5 Questions with Gabe Bassett, Verizon Data Breach Investigations Report Co-Author
1. What do you consider to be the top three surprise findings in the 2019 Verizon DBIR report?
There were definitely three major surprises this year:
First, that the median amount stolen in BECs is only $24,000 USD according to United States Federal Bureau of Investigation (FBI) data. It suggests that it’s not what is stolen from organizations that costs them the most, but, rather, everything they need to do to handle the incident.
The analysis also demonstrated that senior executives were 12 times more likely to be compromised in social incidents than the previous year. The reality is that attackers are looking for the quickest and easiest way to obtain money. Typically, time-starved and under pressure to deliver, senior executives quickly review and click on emails prior to moving on to the next (or have assistants managing email on their behalf), making suspicious emails more likely to get through.
Finally, the number of ‘Errors’ increased to 21 percent of all breaches. We have suspected for years that errors were under-reported because industries with mandatory reporting requirements (such as healthcare and public administration) have high error rates, but it is surprising that errors are now being more publicly disclosed. This is due to one specific kind of error, where an organization puts private information in publicly accessible cloud storage. Because those are often discovered externally, they often get reported publicly rather than simply mitigated privately by the organization.
2. Mail servers "surprisingly" are in the top group of assets affected in data breaches. Why is that a surprise?
Previously, mail servers hadn’t been above the 7th most common asset. This was a large jump forward, tied strongly to the increased use of lost or stolen credentials in breaches.
3. What are the most common "starting points" for a data breach and what can organizations do to reduce them?
There are four important starting points for breaches, these are:
- Well-known, unpatched, internet-facing vulnerabilities
- Use of stolen credentials
- Social attacks (Financially Motivated Social Engineering and Phishing)
The following steps can help organizations reduce these risks:
- Organizations need to find well-known vulnerabilities (years or decades old) and patch them as attackers constantly scan the internet for them
- For Errors, organizations need to plan for graceful degradation in their processes that touch sensitive information. We don’t expect an engine to explode if a car gets a flat tire. We should engineer processes to be resilient to one failure or mistake as well. No person, process or tool is perfect. We should plan for that.
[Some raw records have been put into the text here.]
use std::path::Path;

use log::*;
use sqlx::{migrate, migrate::MigrateDatabase, Sqlite};

use kirana_fulfillment_engine::SqliteDatabase;

pub async fn prepare_test_env(url: &str) {
    dotenvy::from_filename(".env.test").ok();
    let _ = env_logger::try_init();
    debug!("🚀️ Logging initialised");
    create_database(url).await;
    run_migrations(url).await;
}

pub fn random_db_path() -> String {
    format!("sqlite://../data/test_store_{}", rand::random::<u64>())
}

pub async fn run_migrations(url: &str) {
    let db = SqliteDatabase::new_with_url(url, 5).await.expect("Error creating connection to database");
    migrate!("./src/db/sqlite/migrations").run(db.pool()).await.expect("Error running DB migrations");
    info!("🚀️ Migrations complete");
}

pub async fn create_database<P: AsRef<Path>>(path: P) {
    let p = path.as_ref().as_os_str().to_str().unwrap();
    if let Err(e) = Sqlite::drop_database(p).await {
        warn!("Error dropping database {p}: {e:?}");
    }
    Sqlite::create_database(p).await.expect("Error creating database");
    info!("Created Sqlite database {p}");
}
- Two-factor authentication is a big part in helping prevent credential attacks. No 2FA solution is perfect, but they make it that little bit harder for the attacker and that little bit has a big impact. Employees can also be encouraged to use password managers. It can help them create unique passwords for all sites and help prevent entering passwords in fake sites. Another easy step organizations can take is to not have onerous password policies such as requiring passwords to be changed regularly.
- For social attacks, there are lots of options for mitigating phishing. Conduct simulated phishing. Give employees an easy way to report phishing (phishing reporting rates tend to mirror click rates for the first hour but drop off while click rates continue to increase for the next week. If you act on reports of phishing, you could potentially mitigate two thirds of the clicks.) Block links, executables, and macro-enabled office documents at the mail gateway. And give people who need to access attachments from outside of the organization as part of their job (PR, HR, legal, etc) sandboxed tablets rather than full desktops or laptops to help prevent malware. For Financially Motivated Social Engineering attacks, have a process for confirming any transfer of money that requires a non-email method of validating the transfer. It’s kind of like two-factor authentication but for spending money.
4. Organized criminals groups appear to be responsible for only 39% attacks. Can you provide more details?
This is partially due to the prevalence of Errors (which can be any number of internal actors) and due to an uptick in espionage in the public sector. Financial motivation is still the most common type of motivation and the one most organizations should likely plan to prevent. When you remove Errors and public sector breaches, Organized Crime is 57 percent of breaches with State-affiliated being the next closest at 16 percent.
5. What did you enjoy the most about working on the 2019 report?
The ‘Paths’ section was most enjoyable and provides opportunities for defenders, such as:
- Defenders can pick where they want to meet the attacker in the path. Is it more beneficial to mitigate the first actions the attacker takes, the ending actions, or something in the middle? All that matters is that the attacker’s overall path fails. (see figure 30.)
- Defenders can work to lengthen the attack path. Longer attack paths are less appealing to the attacker and more likely to fail. If organizations can make the attacker take more actions (even if they have a moderate or good chance of succeeding), it helps the organization’s defense. (see figures 29 and 24.)
- Organizations can potentially guess what actions they didn’t detect based on what actions they did see. (figures 31 to 33). For example, malware rarely starts an attack. Phishing rarely ends an attack. If an organization sees either, it can infer that there are actions they didn’t detect.